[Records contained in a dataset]
────────────────────

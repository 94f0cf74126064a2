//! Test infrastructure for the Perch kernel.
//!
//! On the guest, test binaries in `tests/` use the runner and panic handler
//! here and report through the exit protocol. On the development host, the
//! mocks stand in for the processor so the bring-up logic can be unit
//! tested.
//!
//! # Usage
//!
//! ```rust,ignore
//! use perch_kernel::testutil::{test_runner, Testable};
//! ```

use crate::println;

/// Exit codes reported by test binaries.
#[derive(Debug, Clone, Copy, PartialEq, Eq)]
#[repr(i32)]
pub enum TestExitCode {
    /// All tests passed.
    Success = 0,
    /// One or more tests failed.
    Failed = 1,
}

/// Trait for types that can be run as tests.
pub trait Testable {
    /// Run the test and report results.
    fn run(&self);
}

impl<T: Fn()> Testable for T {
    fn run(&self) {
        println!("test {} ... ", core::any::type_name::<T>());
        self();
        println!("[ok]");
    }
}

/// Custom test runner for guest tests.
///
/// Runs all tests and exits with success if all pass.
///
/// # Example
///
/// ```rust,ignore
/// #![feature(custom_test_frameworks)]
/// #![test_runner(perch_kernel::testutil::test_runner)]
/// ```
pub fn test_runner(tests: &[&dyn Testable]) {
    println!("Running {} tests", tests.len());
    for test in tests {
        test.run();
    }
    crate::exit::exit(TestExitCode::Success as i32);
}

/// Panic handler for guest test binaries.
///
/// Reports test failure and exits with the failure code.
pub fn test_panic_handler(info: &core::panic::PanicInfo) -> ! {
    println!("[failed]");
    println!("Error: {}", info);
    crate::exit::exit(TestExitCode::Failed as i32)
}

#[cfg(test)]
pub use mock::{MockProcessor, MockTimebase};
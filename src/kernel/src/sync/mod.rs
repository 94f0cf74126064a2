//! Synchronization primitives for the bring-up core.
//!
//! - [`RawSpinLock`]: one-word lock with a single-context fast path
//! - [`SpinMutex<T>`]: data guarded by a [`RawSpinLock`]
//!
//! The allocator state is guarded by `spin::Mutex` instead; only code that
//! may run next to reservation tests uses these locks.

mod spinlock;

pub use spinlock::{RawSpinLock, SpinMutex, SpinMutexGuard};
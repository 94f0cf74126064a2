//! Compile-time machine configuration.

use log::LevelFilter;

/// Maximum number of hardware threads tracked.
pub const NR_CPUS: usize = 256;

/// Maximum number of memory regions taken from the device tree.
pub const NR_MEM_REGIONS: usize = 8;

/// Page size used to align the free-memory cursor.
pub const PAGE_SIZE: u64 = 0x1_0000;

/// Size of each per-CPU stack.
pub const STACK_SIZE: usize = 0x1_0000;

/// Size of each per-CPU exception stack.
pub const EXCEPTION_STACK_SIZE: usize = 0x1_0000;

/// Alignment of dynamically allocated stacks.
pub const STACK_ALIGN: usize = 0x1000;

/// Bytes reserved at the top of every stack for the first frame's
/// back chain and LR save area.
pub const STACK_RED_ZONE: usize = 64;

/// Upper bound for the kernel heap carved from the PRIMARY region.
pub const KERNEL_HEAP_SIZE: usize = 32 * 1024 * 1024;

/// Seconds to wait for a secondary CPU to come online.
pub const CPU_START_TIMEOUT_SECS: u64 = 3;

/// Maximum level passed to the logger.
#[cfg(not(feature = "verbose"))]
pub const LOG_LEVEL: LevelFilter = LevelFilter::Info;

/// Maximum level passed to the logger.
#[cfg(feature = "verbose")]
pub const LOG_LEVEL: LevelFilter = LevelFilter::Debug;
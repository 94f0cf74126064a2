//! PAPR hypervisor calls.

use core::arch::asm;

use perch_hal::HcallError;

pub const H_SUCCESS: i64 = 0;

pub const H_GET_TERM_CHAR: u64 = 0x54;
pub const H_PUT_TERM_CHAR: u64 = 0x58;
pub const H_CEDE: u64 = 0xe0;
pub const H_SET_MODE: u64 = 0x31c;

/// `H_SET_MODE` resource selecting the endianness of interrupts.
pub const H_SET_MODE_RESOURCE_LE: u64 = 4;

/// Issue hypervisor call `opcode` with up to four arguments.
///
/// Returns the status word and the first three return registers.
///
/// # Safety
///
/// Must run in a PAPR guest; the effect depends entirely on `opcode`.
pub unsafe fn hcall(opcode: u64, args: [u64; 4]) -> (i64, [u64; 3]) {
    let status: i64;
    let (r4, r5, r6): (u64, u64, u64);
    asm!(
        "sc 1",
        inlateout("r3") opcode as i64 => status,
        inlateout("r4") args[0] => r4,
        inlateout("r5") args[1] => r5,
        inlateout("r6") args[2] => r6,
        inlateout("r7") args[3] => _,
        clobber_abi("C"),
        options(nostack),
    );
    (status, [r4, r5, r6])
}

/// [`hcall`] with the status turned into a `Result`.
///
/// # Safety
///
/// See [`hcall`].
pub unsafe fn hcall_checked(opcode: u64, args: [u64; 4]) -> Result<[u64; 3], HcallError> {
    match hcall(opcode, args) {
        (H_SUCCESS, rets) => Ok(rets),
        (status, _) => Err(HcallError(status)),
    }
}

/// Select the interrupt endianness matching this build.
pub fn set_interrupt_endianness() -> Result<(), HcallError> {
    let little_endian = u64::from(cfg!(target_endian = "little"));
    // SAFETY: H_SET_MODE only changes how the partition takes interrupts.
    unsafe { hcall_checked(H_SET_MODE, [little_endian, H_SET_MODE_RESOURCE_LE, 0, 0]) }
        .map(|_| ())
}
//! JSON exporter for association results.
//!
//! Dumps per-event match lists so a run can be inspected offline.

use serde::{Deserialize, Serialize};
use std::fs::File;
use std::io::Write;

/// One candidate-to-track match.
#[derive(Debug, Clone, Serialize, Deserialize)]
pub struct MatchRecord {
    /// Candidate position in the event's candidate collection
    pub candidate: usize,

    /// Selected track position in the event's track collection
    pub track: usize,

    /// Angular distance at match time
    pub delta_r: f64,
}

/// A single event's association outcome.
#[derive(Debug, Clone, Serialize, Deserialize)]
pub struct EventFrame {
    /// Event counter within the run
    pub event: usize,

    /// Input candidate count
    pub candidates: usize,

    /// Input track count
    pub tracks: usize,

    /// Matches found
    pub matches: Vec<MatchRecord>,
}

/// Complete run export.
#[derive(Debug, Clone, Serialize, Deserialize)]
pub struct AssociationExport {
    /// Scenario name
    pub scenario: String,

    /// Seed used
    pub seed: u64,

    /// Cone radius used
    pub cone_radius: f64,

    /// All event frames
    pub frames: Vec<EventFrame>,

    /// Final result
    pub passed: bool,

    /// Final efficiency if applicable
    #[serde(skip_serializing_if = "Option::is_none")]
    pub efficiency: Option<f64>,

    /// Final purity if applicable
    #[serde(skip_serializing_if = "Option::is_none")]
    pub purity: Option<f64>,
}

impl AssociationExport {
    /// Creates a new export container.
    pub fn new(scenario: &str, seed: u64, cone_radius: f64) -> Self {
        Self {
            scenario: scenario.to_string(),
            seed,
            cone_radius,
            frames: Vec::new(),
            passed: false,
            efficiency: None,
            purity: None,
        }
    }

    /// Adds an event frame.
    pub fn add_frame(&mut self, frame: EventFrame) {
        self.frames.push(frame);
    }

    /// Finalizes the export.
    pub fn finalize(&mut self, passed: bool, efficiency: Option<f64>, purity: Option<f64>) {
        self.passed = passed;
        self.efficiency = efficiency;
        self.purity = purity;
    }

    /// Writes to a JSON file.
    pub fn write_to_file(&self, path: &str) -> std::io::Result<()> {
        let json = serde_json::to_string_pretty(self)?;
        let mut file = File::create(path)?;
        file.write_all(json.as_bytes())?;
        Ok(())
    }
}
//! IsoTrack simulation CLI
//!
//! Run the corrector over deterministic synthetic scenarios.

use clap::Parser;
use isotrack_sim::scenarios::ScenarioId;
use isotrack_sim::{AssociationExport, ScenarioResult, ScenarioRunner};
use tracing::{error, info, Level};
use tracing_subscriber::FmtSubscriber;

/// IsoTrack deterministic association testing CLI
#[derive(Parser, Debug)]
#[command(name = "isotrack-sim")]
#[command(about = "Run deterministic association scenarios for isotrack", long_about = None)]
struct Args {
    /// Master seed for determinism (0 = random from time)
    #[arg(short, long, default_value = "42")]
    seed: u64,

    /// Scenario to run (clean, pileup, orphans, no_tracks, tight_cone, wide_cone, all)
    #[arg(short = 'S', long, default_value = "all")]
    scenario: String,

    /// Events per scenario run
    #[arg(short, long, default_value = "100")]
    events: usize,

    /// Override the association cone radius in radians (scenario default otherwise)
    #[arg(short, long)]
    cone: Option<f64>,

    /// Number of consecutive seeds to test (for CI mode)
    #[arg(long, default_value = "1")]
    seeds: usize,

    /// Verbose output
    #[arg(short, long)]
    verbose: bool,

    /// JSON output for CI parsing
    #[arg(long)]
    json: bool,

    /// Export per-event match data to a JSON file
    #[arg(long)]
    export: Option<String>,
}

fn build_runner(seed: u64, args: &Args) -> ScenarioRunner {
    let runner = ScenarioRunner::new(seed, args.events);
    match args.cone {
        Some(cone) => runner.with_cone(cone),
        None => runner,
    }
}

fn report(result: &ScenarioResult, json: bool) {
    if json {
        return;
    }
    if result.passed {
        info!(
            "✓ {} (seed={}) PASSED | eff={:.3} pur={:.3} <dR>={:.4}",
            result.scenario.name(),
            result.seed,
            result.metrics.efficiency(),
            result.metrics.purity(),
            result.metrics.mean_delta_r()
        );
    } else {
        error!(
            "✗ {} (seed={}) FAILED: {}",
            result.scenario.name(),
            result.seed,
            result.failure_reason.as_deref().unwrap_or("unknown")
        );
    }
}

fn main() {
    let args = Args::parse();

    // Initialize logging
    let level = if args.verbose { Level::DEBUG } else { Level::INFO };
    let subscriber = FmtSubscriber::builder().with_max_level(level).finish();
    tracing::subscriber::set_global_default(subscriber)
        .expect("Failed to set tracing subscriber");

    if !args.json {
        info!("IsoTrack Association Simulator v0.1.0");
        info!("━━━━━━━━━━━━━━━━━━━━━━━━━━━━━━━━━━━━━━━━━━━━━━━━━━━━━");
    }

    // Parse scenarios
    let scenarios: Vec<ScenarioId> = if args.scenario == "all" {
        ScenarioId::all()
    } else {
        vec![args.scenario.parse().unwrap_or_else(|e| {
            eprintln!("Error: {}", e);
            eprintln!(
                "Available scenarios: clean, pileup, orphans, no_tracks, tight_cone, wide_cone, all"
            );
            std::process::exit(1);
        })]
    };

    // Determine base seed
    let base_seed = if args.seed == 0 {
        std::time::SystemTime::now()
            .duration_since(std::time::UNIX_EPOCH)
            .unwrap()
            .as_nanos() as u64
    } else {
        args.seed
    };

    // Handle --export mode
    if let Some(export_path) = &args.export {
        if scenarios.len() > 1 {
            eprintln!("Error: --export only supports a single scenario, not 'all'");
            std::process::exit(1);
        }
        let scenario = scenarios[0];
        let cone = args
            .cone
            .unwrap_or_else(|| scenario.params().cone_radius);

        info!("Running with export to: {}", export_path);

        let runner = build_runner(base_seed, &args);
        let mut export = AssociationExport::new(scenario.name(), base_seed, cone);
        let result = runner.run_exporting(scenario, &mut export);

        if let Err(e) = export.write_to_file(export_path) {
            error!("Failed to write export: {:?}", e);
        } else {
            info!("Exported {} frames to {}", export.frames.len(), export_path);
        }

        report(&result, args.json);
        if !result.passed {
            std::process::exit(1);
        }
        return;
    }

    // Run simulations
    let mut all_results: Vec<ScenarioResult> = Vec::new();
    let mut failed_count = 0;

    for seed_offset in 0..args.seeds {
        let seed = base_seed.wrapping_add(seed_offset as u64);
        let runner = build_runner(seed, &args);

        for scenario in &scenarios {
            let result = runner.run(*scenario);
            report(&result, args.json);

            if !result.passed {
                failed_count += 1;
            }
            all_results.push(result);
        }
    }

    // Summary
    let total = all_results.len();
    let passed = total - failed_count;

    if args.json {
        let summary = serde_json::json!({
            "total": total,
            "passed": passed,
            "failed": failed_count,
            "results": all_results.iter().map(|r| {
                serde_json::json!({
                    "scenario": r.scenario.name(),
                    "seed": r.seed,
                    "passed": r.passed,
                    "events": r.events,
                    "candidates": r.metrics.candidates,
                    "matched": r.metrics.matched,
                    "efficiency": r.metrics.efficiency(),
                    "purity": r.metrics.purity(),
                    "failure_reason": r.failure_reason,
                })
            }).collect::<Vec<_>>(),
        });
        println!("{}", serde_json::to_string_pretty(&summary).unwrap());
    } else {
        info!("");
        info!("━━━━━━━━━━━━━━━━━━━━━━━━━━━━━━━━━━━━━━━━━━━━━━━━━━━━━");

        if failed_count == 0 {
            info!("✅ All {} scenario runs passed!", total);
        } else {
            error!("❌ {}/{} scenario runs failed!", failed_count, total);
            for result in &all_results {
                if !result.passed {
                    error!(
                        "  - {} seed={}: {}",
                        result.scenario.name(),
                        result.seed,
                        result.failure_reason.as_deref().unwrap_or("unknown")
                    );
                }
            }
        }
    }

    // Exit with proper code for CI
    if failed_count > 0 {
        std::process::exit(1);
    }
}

────────────────────

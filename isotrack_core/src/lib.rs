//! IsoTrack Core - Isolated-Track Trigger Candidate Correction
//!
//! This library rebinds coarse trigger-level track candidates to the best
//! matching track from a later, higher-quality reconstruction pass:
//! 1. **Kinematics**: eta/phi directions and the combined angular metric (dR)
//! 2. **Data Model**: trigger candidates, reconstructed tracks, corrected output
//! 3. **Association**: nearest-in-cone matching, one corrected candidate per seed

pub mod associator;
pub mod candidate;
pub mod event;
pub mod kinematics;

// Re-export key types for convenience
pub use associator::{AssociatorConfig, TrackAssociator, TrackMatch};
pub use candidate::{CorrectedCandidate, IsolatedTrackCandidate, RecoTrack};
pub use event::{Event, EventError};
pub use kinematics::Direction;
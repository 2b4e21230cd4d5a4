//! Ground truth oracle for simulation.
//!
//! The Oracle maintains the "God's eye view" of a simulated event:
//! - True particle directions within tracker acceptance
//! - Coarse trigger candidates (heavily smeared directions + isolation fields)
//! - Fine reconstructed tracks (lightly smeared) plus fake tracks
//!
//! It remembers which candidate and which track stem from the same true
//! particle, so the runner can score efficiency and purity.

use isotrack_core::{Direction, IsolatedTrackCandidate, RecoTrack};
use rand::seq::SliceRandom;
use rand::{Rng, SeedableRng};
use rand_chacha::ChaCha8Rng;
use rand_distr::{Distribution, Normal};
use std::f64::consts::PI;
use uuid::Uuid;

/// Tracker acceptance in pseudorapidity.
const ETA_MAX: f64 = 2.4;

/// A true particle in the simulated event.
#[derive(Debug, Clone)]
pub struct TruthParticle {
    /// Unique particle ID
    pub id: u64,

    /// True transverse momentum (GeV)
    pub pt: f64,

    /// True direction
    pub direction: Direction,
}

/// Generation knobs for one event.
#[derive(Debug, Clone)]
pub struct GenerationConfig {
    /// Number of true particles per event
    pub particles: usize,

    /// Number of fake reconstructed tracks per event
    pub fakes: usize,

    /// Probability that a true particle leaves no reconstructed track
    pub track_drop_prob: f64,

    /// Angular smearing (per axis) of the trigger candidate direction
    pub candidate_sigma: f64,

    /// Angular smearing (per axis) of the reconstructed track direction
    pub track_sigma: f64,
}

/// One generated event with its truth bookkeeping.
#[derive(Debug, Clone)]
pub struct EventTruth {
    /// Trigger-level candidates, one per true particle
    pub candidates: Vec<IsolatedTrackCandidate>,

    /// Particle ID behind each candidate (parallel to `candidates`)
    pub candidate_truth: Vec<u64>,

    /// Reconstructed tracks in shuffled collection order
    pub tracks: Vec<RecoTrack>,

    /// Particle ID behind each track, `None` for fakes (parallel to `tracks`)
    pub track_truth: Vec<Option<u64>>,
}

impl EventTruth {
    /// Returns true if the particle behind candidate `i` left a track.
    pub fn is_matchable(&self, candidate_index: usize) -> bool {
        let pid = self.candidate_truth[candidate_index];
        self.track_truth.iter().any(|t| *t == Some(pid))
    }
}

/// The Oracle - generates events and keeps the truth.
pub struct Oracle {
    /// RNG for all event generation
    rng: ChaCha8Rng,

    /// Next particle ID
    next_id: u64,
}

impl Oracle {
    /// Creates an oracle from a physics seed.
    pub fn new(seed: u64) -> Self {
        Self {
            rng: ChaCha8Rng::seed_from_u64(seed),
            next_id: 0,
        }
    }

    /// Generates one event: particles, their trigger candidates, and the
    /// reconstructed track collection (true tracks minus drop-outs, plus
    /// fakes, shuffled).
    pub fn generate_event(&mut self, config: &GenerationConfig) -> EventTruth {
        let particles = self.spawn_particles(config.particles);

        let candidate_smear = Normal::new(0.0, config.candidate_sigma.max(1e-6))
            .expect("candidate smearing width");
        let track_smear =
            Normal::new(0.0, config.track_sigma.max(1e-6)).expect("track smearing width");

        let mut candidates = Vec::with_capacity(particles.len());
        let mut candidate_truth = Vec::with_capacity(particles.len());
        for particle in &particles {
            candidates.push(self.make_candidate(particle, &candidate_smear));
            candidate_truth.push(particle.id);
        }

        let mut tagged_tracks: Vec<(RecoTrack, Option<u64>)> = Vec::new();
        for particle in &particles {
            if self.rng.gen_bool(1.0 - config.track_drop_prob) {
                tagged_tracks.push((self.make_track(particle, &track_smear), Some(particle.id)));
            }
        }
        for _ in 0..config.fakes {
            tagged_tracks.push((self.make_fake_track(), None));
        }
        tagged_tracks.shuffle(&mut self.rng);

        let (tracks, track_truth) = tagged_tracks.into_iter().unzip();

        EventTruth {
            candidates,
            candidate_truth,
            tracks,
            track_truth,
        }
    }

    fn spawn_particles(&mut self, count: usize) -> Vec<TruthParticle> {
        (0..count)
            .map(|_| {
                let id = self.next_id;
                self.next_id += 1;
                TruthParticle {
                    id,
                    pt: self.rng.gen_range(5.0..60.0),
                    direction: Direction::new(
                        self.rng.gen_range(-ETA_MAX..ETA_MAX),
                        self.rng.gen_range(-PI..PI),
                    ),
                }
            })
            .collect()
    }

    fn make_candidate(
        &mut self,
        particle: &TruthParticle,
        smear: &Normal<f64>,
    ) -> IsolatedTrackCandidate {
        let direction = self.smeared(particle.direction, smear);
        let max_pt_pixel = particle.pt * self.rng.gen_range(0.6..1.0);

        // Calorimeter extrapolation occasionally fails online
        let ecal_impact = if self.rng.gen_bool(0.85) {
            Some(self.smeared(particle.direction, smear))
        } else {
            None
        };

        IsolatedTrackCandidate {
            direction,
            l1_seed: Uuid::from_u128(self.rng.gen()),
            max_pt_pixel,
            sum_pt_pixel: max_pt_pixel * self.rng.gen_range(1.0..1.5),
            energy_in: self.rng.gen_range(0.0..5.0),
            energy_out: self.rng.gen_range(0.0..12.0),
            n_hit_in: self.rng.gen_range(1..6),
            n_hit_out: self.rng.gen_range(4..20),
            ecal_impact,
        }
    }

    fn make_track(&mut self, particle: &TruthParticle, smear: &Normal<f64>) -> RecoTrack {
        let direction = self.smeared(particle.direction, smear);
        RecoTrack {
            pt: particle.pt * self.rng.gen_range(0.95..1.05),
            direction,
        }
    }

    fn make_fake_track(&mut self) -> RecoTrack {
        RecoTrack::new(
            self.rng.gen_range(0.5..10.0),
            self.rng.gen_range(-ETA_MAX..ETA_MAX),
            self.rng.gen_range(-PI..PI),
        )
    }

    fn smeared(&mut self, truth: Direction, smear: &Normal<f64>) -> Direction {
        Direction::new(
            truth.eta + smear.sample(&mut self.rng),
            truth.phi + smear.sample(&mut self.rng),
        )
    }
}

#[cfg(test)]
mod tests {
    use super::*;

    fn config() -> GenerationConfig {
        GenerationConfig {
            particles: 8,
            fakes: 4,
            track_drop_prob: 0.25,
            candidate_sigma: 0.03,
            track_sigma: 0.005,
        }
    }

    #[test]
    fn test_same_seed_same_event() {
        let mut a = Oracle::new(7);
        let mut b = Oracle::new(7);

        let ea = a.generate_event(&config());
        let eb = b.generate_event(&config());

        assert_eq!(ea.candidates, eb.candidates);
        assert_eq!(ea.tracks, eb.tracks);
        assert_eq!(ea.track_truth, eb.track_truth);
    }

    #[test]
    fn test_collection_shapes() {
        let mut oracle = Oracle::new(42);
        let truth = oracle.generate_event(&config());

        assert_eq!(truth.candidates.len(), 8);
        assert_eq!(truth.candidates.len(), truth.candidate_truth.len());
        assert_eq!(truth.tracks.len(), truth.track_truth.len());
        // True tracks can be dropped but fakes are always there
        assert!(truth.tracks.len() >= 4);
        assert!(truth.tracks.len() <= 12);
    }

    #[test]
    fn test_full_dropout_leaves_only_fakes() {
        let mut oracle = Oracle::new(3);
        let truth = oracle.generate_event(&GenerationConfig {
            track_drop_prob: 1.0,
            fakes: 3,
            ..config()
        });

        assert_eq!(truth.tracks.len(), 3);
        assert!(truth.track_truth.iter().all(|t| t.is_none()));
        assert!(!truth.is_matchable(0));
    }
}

────────────────────

Directions - Your task is to copy each line of the entries that includes the word "Parser".

Exercise answer -
use clap::Parser;
#[derive(Parser, Debug)]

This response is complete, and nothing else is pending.